> Data extract:
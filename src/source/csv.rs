//! CSV downloads
//!
//! Small quote- and CRLF-tolerant reader for the CSV files published by the
//! state and research sources. Cells are kept as strings; adapters decide how
//! to interpret them.

use serde_json::Value;
use std::mem::take;

use super::{FetchError, HttpTransport};
use crate::models::Record;

/// Split CSV text into rows of fields
///
/// Blank lines are skipped; an unterminated quote runs to the end of input.
pub fn parse_rows(text: &str, sep: char) -> Vec<Vec<String>> {
    let mut rows = Vec::new();
    let mut field = String::new();
    let mut row = Vec::new();
    let mut in_quotes = false;
    let mut chars = text.trim_start_matches('\u{feff}').chars().peekable();

    while let Some(ch) = chars.next() {
        match ch {
            '"' if in_quotes => {
                if chars.peek() == Some(&'"') {
                    chars.next();
                    field.push('"');
                } else {
                    in_quotes = false;
                }
            }
            '"' => in_quotes = true,
            c if c == sep && !in_quotes => row.push(take(&mut field)),
            '\n' | '\r' if !in_quotes => {
                if ch == '\r' && chars.peek() == Some(&'\n') {
                    chars.next();
                }
                row.push(take(&mut field));
                if row.len() == 1 && row[0].is_empty() {
                    row.clear();
                } else {
                    rows.push(take(&mut row));
                }
            }
            _ => field.push(ch),
        }
    }

    row.push(field);
    if !(row.len() == 1 && row[0].is_empty()) {
        rows.push(row);
    }

    rows
}

/// Parse CSV text with a header row into records
///
/// Empty cells become `null`; short rows are padded with `null`. A row with
/// more cells than the header is an error naming its line.
pub fn parse_csv(text: &str) -> Result<Vec<Record>, String> {
    let mut rows = parse_rows(text, ',').into_iter();
    let Some(header) = rows.next() else {
        return Ok(Vec::new());
    };
    let header: Vec<String> = header.into_iter().map(|h| h.trim().to_string()).collect();

    rows.enumerate()
        .map(|(i, row)| {
            if row.len() > header.len() {
                return Err(format!(
                    "row {} has {} fields, header has {}",
                    i + 2,
                    row.len(),
                    header.len()
                ));
            }
            let mut record = Record::new();
            for (pos, name) in header.iter().enumerate() {
                let value = match row.get(pos).map(|s| s.trim()) {
                    Some("") | None => Value::Null,
                    Some(cell) => Value::String(cell.to_string()),
                };
                record.insert(name.clone(), value);
            }
            Ok(record)
        })
        .collect()
}

/// Download and parse a CSV file
pub async fn fetch_csv(http: &dyn HttpTransport, url: &str) -> Result<Vec<Record>, FetchError> {
    let body = http.get(url, &[]).await?;
    parse_csv(&body).map_err(|message| FetchError::Decode {
        url: url.to_string(),
        message,
    })
}

/// Read a cell as a number, accepting thousands separators
pub fn number(record: &Record, column: &str) -> Option<f64> {
    match record.get(column)? {
        Value::Number(n) => n.as_f64(),
        Value::String(s) => s.replace(',', "").trim().parse().ok(),
        _ => None,
    }
}

/// Read a cell as text
pub fn text<'r>(record: &'r Record, column: &str) -> Option<&'r str> {
    record.get(column).and_then(Value::as_str)
}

> Directions for this task: A complete, exact copy of the material is required.

> Reply:
filename src/source/csv.rs
//! CSV downloads
//!
//! Small quote- and CRLF-tolerant reader for the CSV files published by the
//! state and research sources. Cells are kept as strings; adapters decide how
//! to interpret them.

use serde_json::Value;
use std::mem::take;

use super::{FetchError, HttpTransport};
use crate::models::Record;

/// Split CSV text into rows of fields
///
/// Blank lines are skipped; an unterminated quote runs to the end of input.
pub fn parse_rows(text: &str, sep: char) -> Vec<Vec<String>> {
    let mut rows = Vec::new();
    let mut field = String::new();
    let mut row = Vec::new();
    let mut in_quotes = false;
    let mut chars = text.trim_start_matches('\u{feff}').chars().peekable();

    while let Some(ch) = chars.next() {
        match ch {
            '"' if in_quotes => {
                if chars.peek() == Some(&'"') {
                    chars.next();
                    field.push('"');
                } else {
                    in_quotes = false;
                }
            }
            '"' => in_quotes = true,
            c if c == sep && !in_quotes => row.push(take(&mut field)),
            '\n' | '\r' if !in_quotes => {
                if ch == '\r' && chars.peek() == Some(&'\n') {
                    chars.next();
                }
                row.push(take(&mut field));
                if row.len() == 1 && row[0].is_empty() {
                    row.clear();
                } else {
                    rows.push(take(&mut row));
                }
            }
            _ => field.push(ch),
        }
    }

    row.push(field);
    if !(row.len() == 1 && row[0].is_empty()) {
        rows.push(row);
    }

    rows
}

/// Parse CSV text with a header row into records
///
/// Empty cells become `null`; short rows are padded with `null`. A row with
/// more cells than the header is an error naming its line.
pub fn parse_csv(text: &str) -> Result<Vec<Record>, String> {
    let mut rows = parse_rows(text, ',').into_iter();
    let Some(header) = rows.next() else {
        return Ok(Vec::new());
    };
    let header: Vec<String> = header.into_iter().map(|h| h.trim().to_string()).collect();

    rows.enumerate()
        .map(|(i, row)| {
            if row.len() > header.len() {
                return Err(format!(
                    "row {} has {} fields, header has {}",
                    i + 2,
                    row.len(),
                    header.len()
                ));
            }
            let mut record = Record::new();
            for (pos, name) in header.iter().enumerate() {
                let value = match row.get(pos).map(|s| s.trim()) {
                    Some("") | None => Value::Null,
                    Some(cell) => Value::String(cell.to_string()),
                };
                record.insert(name.clone(), value);
            }
            Ok(record)
        })
        .collect()
}

/// Download and parse a CSV file
pub async fn fetch_csv(http: &dyn HttpTransport, url: &str) -> Result<Vec<Record>, FetchError> {
    let body = http.get(url, &[]).await?;
    parse_csv(&body).map_err(|message| FetchError::Decode {
        url: url.to_string(),
        message,
    })
}

/// Read a cell as a number, accepting thousands separators
pub fn number(record: &Record, column: &str) -> Option<f64> {
    match record.get(column)? {
        Value::Number(n) => n.as_f64(),
        Value::String(s) => s.replace(',', "").trim().parse().ok(),
        _ => None,
    }
}

/// Read a cell as text
pub fn text<'r>(record: &'r Record, column: &str) -> Option<&'r str> {
    record.get(column).and_then(Value::as_str)
}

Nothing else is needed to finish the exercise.